Aim of the task:
From the material below, pull each line containing the string "Result".

Record set:
= = =
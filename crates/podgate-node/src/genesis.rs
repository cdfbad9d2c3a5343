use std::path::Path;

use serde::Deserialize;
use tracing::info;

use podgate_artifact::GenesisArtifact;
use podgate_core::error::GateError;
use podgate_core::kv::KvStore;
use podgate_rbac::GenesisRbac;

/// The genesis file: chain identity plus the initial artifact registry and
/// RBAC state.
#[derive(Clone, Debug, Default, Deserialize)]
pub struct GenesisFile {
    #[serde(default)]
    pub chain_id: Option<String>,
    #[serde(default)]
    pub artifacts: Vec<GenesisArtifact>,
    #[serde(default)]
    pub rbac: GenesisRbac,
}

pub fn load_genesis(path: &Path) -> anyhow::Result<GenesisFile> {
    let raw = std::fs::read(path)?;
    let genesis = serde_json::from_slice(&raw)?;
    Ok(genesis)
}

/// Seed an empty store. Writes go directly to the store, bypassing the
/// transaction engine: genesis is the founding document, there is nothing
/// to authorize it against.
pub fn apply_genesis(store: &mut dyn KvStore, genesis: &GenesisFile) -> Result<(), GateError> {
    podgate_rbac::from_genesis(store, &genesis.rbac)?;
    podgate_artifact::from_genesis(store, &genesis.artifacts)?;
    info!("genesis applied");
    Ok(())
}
= = =
Solution to this problem:
pub fn load_genesis(path: &Path) -> anyhow::Result<GenesisFile> {
pub fn apply_genesis(store: &mut dyn KvStore, genesis: &GenesisFile) -> Result<(), GateError> {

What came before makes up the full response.